# PROMPT
Return every record exactly as written.
•••
//! The full night-travel advisory for one trip.

use tracing::info;

use crate::domain::{Itinerary, LocalDateTime, SearchWindow, TripQuery, truncate_to_minute};

use super::config::AdvisorConfig;
use super::feasibility::{SearchMode, classify};
use super::oracle::RoutingOracle;
use super::recommend::{Recommendation, recommend_departure};
use super::search::{EstimationError, EstimationResult, find_last_departure, probe};

/// Everything the advisor worked out for one trip.
#[derive(Debug, Clone, PartialEq)]
pub struct NightTravelAdvisory {
    /// Last departure using any transit.
    pub any_transit: EstimationResult,

    /// Last departure that still includes a subway leg.
    /// `None` when no subway route is usable anywhere in the window.
    pub subway_only: Option<EstimationResult>,

    /// When to leave for a comfortable trip.
    pub recommendation: Recommendation,

    /// Itinerary if leaving right now.
    pub current_route: Option<Itinerary>,

    /// Trip duration right now, used to judge degradation.
    pub baseline_duration_mins: i64,
}

impl NightTravelAdvisory {
    /// Routing-service calls made by both searches.
    pub fn search_calls(&self) -> usize {
        self.any_transit.oracle_calls + self.subway_only.as_ref().map_or(0, |r| r.oracle_calls)
    }
}

/// Compute the advisory for `query` at `now`.
///
/// The baseline probe and both searches run concurrently; the
/// recommendation follows once the any-transit last departure is known.
/// Fails with `NoFeasibleDeparture` when nothing usable runs tonight.
pub async fn compute_night_travel_advisory<O: RoutingOracle>(
    oracle: &O,
    query: &TripQuery,
    window: &SearchWindow,
    now: LocalDateTime,
    config: &AdvisorConfig,
) -> Result<NightTravelAdvisory, EstimationError> {
    let (current, any, subway) = tokio::join!(
        probe(oracle, query, now, config),
        find_last_departure(oracle, query, window, SearchMode::Any, config),
        find_last_departure(oracle, query, window, SearchMode::SubwayOnly, config),
    );

    let current_route = current?;
    let any_transit = any?;
    let subway_only = match subway {
        Ok(result) => Some(result),
        Err(EstimationError::NoFeasibleDeparture { .. }) => None,
        Err(e) => return Err(e),
    };

    // A route that only works by waiting for the morning is no baseline
    let baseline_duration_mins = current_route
        .as_ref()
        .filter(|it| classify(Some(*it), SearchMode::Any, config).is_available())
        .unwrap_or(&any_transit.best_known_itinerary)
        .total_duration_mins();

    let recommendation = recommend_departure(
        oracle,
        query,
        truncate_to_minute(now),
        any_transit.last_feasible_departure,
        baseline_duration_mins,
        config,
    )
    .await?;

    let advisory = NightTravelAdvisory {
        any_transit,
        subway_only,
        recommendation,
        current_route,
        baseline_duration_mins,
    };

    info!(
        origin = %query.origin,
        destination = %query.destination,
        any_last = %advisory.any_transit.last_feasible_departure,
        subway_last = ?advisory.subway_only.as_ref().map(|r| r.last_feasible_departure),
        recommended = %advisory.recommendation.depart_at,
        degraded = advisory.recommendation.degraded,
        baseline_duration_mins,
        search_calls = advisory.search_calls(),
        "advisory computed"
    );

    Ok(advisory)
}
•••
# RESULT OF THE TASK
//! The full night-travel advisory for one trip.

use tracing::info;

use crate::domain::{Itinerary, LocalDateTime, SearchWindow, TripQuery, truncate_to_minute};

use super::config::AdvisorConfig;
use super::feasibility::{SearchMode, classify};
use super::oracle::RoutingOracle;
use super::recommend::{Recommendation, recommend_departure};
use super::search::{EstimationError, EstimationResult, find_last_departure, probe};

/// Everything the advisor worked out for one trip.
#[derive(Debug, Clone, PartialEq)]
pub struct NightTravelAdvisory {
    /// Last departure using any transit.
    pub any_transit: EstimationResult,

    /// Last departure that still includes a subway leg.
    /// `None` when no subway route is usable anywhere in the window.
    pub subway_only: Option<EstimationResult>,

    /// When to leave for a comfortable trip.
    pub recommendation: Recommendation,

    /// Itinerary if leaving right now.
    pub current_route: Option<Itinerary>,

    /// Trip duration right now, used to judge degradation.
    pub baseline_duration_mins: i64,
}

impl NightTravelAdvisory {
    /// Routing-service calls made by both searches.
    pub fn search_calls(&self) -> usize {
        self.any_transit.oracle_calls + self.subway_only.as_ref().map_or(0, |r| r.oracle_calls)
    }
}

/// Compute the advisory for `query` at `now`.
///
/// The baseline probe and both searches run concurrently; the
/// recommendation follows once the any-transit last departure is known.
/// Fails with `NoFeasibleDeparture` when nothing usable runs tonight.
pub async fn compute_night_travel_advisory<O: RoutingOracle>(
    oracle: &O,
    query: &TripQuery,
    window: &SearchWindow,
    now: LocalDateTime,
    config: &AdvisorConfig,
) -> Result<NightTravelAdvisory, EstimationError> {
    let (current, any, subway) = tokio::join!(
        probe(oracle, query, now, config),
        find_last_departure(oracle, query, window, SearchMode::Any, config),
        find_last_departure(oracle, query, window, SearchMode::SubwayOnly, config),
    );

    let current_route = current?;
    let any_transit = any?;
    let subway_only = match subway {
        Ok(result) => Some(result),
        Err(EstimationError::NoFeasibleDeparture { .. }) => None,
        Err(e) => return Err(e),
    };

    // A route that only works by waiting for the morning is no baseline
    let baseline_duration_mins = current_route
        .as_ref()
        .filter(|it| classify(Some(*it), SearchMode::Any, config).is_available())
        .unwrap_or(&any_transit.best_known_itinerary)
        .total_duration_mins();

    let recommendation = recommend_departure(
        oracle,
        query,
        truncate_to_minute(now),
        any_transit.last_feasible_departure,
        baseline_duration_mins,
        config,
    )
    .await?;

    let advisory = NightTravelAdvisory {
        any_transit,
        subway_only,
        recommendation,
        current_route,
        baseline_duration_mins,
    };

    info!(
        origin = %query.origin,
        destination = %query.destination,
        any_last = %advisory.any_transit.last_feasible_departure,
        subway_last = ?advisory.subway_only.as_ref().map(|r| r.last_feasible_departure),
        recommended = %advisory.recommendation.depart_at,
        degraded = advisory.recommendation.degraded,
        baseline_duration_mins,
        search_calls = advisory.search_calls(),
        "advisory computed"
    );

    Ok(advisory)
}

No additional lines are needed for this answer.